**What needs to be done:**
Each line of the entries that mentions the string "complete" needs to be reported.

---------- Provided entries

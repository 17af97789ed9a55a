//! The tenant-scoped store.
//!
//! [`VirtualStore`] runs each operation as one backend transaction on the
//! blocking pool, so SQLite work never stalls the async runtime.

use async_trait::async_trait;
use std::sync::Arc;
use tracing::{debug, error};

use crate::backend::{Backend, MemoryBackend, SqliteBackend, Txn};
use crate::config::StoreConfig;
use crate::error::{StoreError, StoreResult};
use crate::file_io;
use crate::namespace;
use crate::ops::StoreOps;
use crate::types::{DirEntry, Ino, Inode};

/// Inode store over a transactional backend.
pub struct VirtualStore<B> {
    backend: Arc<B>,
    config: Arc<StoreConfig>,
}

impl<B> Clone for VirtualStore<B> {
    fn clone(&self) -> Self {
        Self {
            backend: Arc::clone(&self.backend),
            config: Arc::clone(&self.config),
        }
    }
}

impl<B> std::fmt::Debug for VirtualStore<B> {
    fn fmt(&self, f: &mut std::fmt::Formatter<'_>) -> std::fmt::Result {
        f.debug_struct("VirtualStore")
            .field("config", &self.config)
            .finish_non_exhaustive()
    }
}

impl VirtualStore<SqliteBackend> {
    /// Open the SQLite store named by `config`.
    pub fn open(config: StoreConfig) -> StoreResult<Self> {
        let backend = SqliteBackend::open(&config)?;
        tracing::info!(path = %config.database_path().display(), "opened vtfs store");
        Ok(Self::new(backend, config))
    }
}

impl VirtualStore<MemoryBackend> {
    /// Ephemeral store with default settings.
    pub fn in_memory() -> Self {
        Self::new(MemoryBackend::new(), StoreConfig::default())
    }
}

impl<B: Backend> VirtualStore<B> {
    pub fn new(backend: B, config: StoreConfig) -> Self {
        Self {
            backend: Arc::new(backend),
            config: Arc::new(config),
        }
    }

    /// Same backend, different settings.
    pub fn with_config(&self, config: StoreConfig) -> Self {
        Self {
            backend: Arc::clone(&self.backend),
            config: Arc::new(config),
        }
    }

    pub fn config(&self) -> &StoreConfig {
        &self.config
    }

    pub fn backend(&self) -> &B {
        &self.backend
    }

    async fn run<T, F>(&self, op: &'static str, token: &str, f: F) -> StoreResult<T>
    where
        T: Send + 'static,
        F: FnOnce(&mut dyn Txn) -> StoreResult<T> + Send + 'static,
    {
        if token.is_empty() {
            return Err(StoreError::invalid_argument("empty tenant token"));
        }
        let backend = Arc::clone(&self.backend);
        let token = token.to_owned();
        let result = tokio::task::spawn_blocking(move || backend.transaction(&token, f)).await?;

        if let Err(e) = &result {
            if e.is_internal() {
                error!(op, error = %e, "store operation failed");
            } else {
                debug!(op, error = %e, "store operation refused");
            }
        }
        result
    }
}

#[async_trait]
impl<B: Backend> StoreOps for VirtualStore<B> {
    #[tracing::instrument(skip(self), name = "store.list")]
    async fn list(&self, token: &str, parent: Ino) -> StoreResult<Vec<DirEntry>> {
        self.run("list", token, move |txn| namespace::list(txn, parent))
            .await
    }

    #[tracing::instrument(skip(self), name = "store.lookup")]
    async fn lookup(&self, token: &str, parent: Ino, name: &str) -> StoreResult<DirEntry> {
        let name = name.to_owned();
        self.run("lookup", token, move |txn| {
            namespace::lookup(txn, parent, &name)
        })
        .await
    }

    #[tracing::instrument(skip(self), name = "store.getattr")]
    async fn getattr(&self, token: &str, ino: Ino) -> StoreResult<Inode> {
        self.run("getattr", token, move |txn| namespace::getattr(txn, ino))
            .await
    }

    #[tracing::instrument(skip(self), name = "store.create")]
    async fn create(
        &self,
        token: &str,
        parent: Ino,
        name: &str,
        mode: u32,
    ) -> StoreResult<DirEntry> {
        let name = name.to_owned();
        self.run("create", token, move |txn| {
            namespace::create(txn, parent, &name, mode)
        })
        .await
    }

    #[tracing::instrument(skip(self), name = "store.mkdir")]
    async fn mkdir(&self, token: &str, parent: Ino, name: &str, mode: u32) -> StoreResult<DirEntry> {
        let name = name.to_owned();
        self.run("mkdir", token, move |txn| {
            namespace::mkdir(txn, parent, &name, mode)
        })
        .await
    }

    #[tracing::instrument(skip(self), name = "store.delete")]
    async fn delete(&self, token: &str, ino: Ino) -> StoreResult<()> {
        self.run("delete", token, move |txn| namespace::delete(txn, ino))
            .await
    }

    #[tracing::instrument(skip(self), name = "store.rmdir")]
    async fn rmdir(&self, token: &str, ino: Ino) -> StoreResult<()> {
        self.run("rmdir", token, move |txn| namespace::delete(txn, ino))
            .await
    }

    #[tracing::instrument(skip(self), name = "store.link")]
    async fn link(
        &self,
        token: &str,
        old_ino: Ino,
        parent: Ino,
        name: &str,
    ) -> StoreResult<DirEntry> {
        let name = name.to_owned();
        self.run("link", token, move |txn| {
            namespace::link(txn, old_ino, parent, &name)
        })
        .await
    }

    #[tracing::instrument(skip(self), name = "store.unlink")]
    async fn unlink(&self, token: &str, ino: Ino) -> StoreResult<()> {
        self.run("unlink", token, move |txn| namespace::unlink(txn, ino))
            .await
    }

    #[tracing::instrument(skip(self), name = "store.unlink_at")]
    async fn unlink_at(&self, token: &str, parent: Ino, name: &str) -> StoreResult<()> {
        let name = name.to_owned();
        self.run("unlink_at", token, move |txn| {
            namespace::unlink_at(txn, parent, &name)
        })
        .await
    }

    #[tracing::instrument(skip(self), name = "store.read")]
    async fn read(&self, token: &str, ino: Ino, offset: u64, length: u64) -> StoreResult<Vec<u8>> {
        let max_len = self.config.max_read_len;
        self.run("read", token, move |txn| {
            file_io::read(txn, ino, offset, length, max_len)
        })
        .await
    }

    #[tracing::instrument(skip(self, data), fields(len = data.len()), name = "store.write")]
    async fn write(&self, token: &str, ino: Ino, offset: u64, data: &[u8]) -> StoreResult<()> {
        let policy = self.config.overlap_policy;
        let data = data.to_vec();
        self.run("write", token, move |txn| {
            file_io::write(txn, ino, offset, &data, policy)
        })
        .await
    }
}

--------------------
---------- Provided entries

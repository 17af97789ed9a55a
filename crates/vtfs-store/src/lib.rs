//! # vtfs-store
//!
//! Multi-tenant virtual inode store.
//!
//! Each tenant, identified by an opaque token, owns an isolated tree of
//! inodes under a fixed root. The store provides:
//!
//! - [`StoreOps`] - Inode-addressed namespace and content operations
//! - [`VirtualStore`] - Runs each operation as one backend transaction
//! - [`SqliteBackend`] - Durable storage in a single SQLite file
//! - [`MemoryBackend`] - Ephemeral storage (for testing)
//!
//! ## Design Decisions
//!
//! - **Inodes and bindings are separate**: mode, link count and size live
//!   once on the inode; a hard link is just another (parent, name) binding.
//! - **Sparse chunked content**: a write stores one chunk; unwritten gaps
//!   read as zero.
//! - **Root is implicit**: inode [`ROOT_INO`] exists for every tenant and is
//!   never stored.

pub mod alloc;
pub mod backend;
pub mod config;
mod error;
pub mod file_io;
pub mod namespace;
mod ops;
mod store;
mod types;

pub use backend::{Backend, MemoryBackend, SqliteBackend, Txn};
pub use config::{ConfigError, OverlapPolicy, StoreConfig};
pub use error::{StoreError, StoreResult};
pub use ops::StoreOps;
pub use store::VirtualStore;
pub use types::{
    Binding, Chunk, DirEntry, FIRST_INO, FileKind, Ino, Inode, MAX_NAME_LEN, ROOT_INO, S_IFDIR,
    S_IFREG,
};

--------------------
---------- Provided entries

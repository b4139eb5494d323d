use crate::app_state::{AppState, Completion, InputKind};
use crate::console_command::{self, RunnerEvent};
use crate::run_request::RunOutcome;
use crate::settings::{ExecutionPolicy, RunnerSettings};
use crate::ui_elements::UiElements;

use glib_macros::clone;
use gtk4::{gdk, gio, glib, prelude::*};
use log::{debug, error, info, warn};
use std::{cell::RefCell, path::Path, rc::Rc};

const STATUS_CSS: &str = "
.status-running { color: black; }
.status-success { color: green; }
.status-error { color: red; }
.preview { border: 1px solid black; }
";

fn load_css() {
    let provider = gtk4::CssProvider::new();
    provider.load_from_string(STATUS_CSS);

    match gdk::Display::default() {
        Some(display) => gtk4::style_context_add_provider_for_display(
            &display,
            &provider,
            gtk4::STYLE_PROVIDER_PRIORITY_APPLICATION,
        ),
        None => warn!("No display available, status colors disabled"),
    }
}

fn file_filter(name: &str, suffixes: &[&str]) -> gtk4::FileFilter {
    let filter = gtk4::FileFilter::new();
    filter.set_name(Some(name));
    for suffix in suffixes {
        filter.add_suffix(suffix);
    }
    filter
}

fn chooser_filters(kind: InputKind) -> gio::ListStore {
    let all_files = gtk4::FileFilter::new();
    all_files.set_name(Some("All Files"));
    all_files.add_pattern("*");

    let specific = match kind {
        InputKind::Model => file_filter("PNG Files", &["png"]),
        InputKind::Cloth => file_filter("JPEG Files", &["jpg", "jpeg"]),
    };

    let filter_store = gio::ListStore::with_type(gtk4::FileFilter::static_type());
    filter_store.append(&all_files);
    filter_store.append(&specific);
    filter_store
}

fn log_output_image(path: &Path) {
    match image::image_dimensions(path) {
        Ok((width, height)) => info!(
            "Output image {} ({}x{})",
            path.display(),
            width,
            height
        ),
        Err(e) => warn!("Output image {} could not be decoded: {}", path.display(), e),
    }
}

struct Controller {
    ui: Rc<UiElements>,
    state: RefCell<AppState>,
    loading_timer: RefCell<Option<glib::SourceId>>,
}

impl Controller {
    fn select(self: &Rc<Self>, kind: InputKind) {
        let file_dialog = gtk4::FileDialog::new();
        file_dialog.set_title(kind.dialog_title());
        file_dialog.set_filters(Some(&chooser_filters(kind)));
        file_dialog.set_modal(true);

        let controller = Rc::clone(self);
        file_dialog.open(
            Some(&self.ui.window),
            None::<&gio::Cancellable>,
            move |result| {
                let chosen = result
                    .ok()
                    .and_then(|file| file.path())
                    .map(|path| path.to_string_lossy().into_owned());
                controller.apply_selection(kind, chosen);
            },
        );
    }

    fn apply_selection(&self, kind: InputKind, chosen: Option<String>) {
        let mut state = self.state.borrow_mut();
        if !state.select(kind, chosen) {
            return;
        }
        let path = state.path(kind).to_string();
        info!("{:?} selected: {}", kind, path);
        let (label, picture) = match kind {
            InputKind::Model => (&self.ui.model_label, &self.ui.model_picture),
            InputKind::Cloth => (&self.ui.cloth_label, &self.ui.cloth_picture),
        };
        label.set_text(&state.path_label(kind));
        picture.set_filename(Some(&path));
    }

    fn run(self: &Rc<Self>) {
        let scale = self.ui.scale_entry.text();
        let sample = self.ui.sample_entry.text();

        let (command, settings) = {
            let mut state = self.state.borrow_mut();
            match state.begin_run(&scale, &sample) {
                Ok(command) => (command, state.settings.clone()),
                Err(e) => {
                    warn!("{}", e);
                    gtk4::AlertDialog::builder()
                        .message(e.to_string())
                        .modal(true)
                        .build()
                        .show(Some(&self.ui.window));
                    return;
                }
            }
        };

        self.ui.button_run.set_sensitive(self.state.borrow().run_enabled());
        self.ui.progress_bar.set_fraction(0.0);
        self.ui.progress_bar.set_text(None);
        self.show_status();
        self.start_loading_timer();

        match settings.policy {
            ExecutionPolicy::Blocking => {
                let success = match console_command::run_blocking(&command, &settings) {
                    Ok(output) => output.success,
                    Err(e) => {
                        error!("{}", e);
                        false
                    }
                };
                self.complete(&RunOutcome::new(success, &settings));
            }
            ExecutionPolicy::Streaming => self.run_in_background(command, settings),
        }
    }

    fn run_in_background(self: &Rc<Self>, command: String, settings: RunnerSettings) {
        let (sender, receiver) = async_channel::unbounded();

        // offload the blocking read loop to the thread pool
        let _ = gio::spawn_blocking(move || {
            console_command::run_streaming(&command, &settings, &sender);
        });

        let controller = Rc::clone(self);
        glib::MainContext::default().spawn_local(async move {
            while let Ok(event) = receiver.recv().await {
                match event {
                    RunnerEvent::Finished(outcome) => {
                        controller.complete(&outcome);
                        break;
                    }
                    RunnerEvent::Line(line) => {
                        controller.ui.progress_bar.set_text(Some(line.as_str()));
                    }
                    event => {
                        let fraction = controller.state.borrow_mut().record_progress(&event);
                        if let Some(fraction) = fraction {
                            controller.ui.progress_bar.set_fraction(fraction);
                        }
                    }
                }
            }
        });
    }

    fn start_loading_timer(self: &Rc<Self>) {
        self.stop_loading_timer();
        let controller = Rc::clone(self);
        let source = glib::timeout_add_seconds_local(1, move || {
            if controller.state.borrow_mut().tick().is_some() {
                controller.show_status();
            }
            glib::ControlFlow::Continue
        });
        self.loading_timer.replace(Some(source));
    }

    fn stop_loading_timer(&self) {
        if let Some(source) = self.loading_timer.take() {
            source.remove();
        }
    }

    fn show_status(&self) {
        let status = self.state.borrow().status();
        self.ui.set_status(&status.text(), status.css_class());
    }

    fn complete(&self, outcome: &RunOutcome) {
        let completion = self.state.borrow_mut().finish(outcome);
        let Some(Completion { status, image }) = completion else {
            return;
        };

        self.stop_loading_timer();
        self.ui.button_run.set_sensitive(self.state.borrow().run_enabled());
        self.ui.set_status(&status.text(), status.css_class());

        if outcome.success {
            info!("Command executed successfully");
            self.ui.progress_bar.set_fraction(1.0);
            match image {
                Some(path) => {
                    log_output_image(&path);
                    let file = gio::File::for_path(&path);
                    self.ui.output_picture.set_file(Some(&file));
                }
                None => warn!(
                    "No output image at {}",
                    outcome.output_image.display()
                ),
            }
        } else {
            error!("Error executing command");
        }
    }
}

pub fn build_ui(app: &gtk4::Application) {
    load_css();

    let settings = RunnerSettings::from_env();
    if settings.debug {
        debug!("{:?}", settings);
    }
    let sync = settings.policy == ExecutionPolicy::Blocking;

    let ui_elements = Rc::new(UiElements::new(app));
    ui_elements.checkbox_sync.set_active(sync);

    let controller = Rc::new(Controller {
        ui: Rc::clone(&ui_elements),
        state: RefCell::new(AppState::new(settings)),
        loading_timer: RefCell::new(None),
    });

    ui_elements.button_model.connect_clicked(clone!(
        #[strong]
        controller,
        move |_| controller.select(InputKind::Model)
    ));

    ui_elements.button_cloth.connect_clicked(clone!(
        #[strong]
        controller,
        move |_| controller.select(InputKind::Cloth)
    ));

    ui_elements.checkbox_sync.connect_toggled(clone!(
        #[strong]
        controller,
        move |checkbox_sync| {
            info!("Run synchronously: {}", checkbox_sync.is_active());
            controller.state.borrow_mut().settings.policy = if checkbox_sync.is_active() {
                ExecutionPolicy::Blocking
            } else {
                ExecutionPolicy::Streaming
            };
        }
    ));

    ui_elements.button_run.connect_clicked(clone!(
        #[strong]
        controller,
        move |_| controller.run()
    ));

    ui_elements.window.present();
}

--------------------

**Answer below:**
                self.complete(&RunOutcome::new(success, &settings));
                        controller.complete(&outcome);
    fn complete(&self, outcome: &RunOutcome) {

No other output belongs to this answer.